Problem statement →
For the entries below, how many lines include the word "usize"? Give the figure and nothing more.

'''

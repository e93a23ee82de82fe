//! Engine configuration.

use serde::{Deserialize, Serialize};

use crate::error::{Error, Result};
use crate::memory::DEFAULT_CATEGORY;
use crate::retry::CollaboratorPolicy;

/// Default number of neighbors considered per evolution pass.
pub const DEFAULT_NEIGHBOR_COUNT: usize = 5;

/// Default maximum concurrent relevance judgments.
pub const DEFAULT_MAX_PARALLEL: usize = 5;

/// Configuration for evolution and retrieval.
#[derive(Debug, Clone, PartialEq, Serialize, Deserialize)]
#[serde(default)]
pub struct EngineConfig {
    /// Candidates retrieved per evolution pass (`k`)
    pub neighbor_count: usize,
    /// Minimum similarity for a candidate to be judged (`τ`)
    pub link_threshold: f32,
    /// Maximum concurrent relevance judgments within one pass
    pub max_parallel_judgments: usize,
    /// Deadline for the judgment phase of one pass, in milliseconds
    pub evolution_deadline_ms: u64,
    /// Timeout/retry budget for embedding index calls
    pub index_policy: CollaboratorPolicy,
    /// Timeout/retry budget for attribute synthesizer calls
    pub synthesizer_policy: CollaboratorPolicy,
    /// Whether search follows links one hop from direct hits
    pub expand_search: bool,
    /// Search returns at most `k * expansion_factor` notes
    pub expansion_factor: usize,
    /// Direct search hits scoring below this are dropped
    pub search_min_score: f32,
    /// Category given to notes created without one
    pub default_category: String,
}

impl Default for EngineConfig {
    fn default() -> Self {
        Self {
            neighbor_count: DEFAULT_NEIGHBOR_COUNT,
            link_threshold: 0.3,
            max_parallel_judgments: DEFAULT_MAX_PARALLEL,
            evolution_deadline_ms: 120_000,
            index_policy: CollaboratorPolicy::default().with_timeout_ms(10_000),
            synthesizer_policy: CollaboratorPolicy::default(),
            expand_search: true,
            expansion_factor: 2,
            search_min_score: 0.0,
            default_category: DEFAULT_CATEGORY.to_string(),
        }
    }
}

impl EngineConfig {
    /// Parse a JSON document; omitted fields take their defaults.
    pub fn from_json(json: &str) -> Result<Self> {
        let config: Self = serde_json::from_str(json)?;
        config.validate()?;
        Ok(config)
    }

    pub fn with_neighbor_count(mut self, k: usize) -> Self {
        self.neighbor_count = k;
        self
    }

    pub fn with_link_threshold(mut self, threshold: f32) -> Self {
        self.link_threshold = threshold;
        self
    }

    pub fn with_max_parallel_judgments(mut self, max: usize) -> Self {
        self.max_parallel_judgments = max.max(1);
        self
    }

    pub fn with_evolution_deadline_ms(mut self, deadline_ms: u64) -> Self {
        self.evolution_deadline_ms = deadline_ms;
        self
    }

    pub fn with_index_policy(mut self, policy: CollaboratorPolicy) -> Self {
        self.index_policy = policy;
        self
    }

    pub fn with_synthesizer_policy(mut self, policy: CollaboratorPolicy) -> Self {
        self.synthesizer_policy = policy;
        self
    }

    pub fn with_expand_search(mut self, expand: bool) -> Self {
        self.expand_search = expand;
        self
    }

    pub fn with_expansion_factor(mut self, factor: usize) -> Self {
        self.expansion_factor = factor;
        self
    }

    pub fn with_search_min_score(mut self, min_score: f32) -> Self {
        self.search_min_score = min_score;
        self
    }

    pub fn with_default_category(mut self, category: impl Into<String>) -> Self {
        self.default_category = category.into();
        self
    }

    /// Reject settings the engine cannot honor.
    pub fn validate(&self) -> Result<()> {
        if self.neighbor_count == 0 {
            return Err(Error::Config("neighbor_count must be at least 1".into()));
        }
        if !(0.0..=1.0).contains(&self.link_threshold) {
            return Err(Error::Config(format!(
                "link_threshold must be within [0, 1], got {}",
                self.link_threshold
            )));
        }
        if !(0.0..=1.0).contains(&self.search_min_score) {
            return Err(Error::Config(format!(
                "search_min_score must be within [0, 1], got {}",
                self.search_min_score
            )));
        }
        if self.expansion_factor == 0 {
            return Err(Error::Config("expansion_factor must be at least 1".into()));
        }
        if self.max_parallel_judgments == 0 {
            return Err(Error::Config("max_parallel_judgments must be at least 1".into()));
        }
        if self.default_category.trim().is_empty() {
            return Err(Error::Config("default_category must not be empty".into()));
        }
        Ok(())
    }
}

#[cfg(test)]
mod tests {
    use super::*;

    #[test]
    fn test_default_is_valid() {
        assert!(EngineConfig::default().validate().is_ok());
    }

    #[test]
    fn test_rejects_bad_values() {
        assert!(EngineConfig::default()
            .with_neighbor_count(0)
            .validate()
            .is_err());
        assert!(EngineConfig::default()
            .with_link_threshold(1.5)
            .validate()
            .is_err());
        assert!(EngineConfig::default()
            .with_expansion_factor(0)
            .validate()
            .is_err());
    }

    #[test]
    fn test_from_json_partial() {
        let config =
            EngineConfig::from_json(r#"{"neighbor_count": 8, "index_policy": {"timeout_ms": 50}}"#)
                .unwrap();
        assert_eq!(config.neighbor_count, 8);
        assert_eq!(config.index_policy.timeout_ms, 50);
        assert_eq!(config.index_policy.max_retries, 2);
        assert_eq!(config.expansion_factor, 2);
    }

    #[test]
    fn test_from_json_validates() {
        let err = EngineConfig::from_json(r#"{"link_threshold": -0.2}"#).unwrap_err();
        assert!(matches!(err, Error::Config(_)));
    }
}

'''

Solution to this problem →
8